Computer Science and Artificial Intelligence and Aliyun School of Big Data, Changzhou University, Changzhou, China.
Life Sciences, Inner Mongolia Agricultural University, Hohhot, China.
J Comput Biol. 2024 Mar;31(3):241-256. doi: 10.1089/cmb.2023.0266. Epub 2024 Feb 19.

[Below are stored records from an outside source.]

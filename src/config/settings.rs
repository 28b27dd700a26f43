//! Typed view of the merged configuration

use serde::{Deserialize, Serialize};
use std::path::PathBuf;
use std::time::Duration;

use crate::pki::CommandTemplates;

/// Certificate generation parameters
#[derive(Debug, Clone, PartialEq, Serialize, Deserialize)]
pub struct CertificateSettings {
    pub lifetime_days: i64,
    pub threshold_days: i64,
    pub key_size: u32,
    pub dh_size: u32,
}

/// Settings consumed by the CLI
#[derive(Debug, Clone, Serialize, Deserialize)]
pub struct Settings {
    pub store_dir: String,
    pub output_dir: String,
    pub lock_timeout_seconds: u64,
    pub certificate: CertificateSettings,
    pub commands: CommandTemplates,
}

impl Settings {
    /// Fingerprint store directory with `~/` expanded
    pub fn store_path(&self) -> PathBuf {
        expand_home(&self.store_dir)
    }

    /// Output directory with `~/` expanded
    pub fn output_path(&self) -> PathBuf {
        expand_home(&self.output_dir)
    }

    pub fn lock_timeout(&self) -> Duration {
        Duration::from_secs(self.lock_timeout_seconds)
    }
}

/// Expand a leading `~/` using `$HOME`
pub fn expand_home(path: &str) -> PathBuf {
    if let Some(rest) = path.strip_prefix("~/") {
        if let Ok(home) = std::env::var("HOME") {
            return PathBuf::from(home).join(rest);
        }
    }
    PathBuf::from(path)
}
//! confgen CLI
//!
//! Entry point for the `confgen` command-line tool.

use clap::{Parser, Subcommand};
use confgen::cache::cache_valid;
use confgen::checksum::parse_checksum;
use confgen::config::{expand_home, load_tree_file, EffectiveConfig, Settings, HOST_CONFIG_PATH};
use confgen::{
    merge, merge_keyed_list, merge_strict, remove_empty_values, ArtifactGate, ChecksumFile,
    CommandGenerator, ConfigTree, FingerprintStore, GateConfig, GateError, Outcome,
};
use std::fs;
use std::path::{Path, PathBuf};
use std::process;
use std::time::Duration;
use tracing::info;

/// Exit code for configuration and I/O errors
const EXIT_ERROR: i32 = 1;
/// Exit code for a violated precondition
const EXIT_PRECONDITION: i32 = 2;
/// Exit code for a failed generation step
const EXIT_GENERATION: i32 = 3;
/// Exit code when `checksum` reports a change or `cache-check` a stale file
const EXIT_CHANGED: i32 = 10;

#[derive(Parser)]
#[command(name = "confgen")]
#[command(about = "Configuration layering and idempotent artifact regeneration", version)]
struct Cli {
    /// Path to config file (default: ~/.config/confgen/config.toml only)
    #[arg(long, short = 'c', global = true)]
    config: Option<PathBuf>,

    /// Debug logging (RUST_LOG takes precedence)
    #[arg(long, short = 'v', global = true)]
    verbose: bool,

    #[command(subcommand)]
    command: Commands,
}

#[derive(Subcommand)]
enum Commands {
    /// Deep-merge an override file over a defaults file and print JSON
    Merge {
        /// Defaults (TOML or JSON)
        defaults: PathBuf,

        /// Overrides (TOML or JSON)
        overrides: PathBuf,

        /// Merge JSON arrays of records joined on this key
        #[arg(long, value_name = "KEY")]
        by: Option<String>,

        /// Reject kind changes (mapping, sequence, scalar) at the same key
        #[arg(long, conflicts_with = "by")]
        strict: bool,

        /// Drop null, empty strings and empty collections from the result
        #[arg(long)]
        prune: bool,
    },

    /// Print the regeneration decision without acting
    Decide {
        #[command(flatten)]
        artifact: ArtifactArgs,

        /// Output in JSON format
        #[arg(long)]
        json: bool,
    },

    /// Regenerate the artifact when its fingerprint is stale
    Ensure {
        #[command(flatten)]
        artifact: ArtifactArgs,

        /// Output in JSON format
        #[arg(long)]
        json: bool,
    },

    /// Forget the stored fingerprint so the next run regenerates
    Reset {
        /// Artifact identifier (certificate domain)
        #[arg(long)]
        id: String,
    },

    /// Compare a rendered file with its stored checksum
    Checksum {
        /// Rendered file
        file: PathBuf,

        /// File holding the previous checksum
        #[arg(long)]
        state: PathBuf,

        /// Store the current checksum after comparing
        #[arg(long)]
        write: bool,
    },

    /// Print the digest of one release archive from a sha256sums listing
    LookupChecksum {
        /// Listing file, one `<digest>  <file name>` per line
        listing: PathBuf,

        /// Application name prefix of the archive
        #[arg(long)]
        app: String,

        /// Operating system (matched lowercase)
        #[arg(long)]
        os: String,

        /// Architecture, e.g. amd64
        #[arg(long)]
        arch: String,

        /// Archive extension
        #[arg(long, default_value = "tar.gz")]
        ext: String,
    },

    /// Check that a cached file is younger than a maximum age
    CacheCheck {
        /// Cached file
        path: PathBuf,

        /// Maximum age in seconds
        #[arg(long)]
        max_age: u64,

        /// Delete the file when it is stale
        #[arg(long)]
        remove: bool,
    },

    /// Print the effective configuration with provenance
    Config {
        /// Output in JSON format
        #[arg(long)]
        json: bool,
    },
}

More and more studies have shown that microRNAs (miRNAs) play an indispensable role in the study of complex diseases in humans. Traditional biological experiments to detect miRNA-disease associations are expensive and time-consuming. Therefore, it is necessary to propose efficient and meaningful computational models to predict miRNA-disease associations. In this study, we aim to propose a miRNA-disease association prediction model based on sparse learning and multilayer random walks (SLMRWMDA). The miRNA-disease association matrix is decomposed and reconstructed by the sparse learning method to obtain richer association information, and at the same time, the initial probability matrix for the random walk with restart algorithm is obtained. The disease similarity network, miRNA similarity network, and miRNA-disease association network are used to construct heterogeneous networks, and the stable probability is obtained based on the topological structure features of diseases and miRNAs through a multilayer random walk algorithm to predict miRNA-disease potential association. The experimental results show that the prediction accuracy of this model is significantly improved compared with the previous related models. We evaluated the model using global leave-one-out cross-validation (global LOOCV) and fivefold cross-validation (5-fold CV). The area under the curve (AUC) value for the LOOCV is 0.9368. The mean AUC value for 5-fold CV is 0.9335 and the variance is 0.0004. In the case study, the results show that SLMRWMDA is effective in inferring the potential association of miRNA-disease.
越来越多的研究表明,微小 RNA(miRNA)在人类复杂疾病的研究中起着不可或缺的作用。传统的生物实验来检测 miRNA-疾病关联既昂贵又耗时。因此,有必要提出有效的、有意义的计算模型来预测 miRNA-疾病关联。在这项研究中,我们旨在提出一种基于稀疏学习和多层随机游走(SLMRWMDA)的 miRNA-疾病关联预测模型。通过稀疏学习方法对 miRNA-疾病关联矩阵进行分解和重构,以获得更丰富的关联信息,同时获得随机游走再启动算法的初始概率矩阵。利用疾病相似性网络、miRNA 相似性网络和 miRNA-疾病关联网络构建异质网络,并基于疾病和 miRNA 的拓扑结构特征通过多层随机游走算法得到稳定概率,从而预测 miRNA-疾病潜在关联。实验结果表明,与之前的相关模型相比,该模型的预测精度有了显著提高。我们使用全局留一法交叉验证(global LOOCV)和五重交叉验证(5-fold CV)来评估模型。LOOCV 的曲线下面积(AUC)值为 0.9368。5-fold CV 的平均 AUC 值为 0.9335,方差为 0.0004。在案例研究中,结果表明 SLMRWMDA 有效地推断了 miRNA-疾病的潜在关联。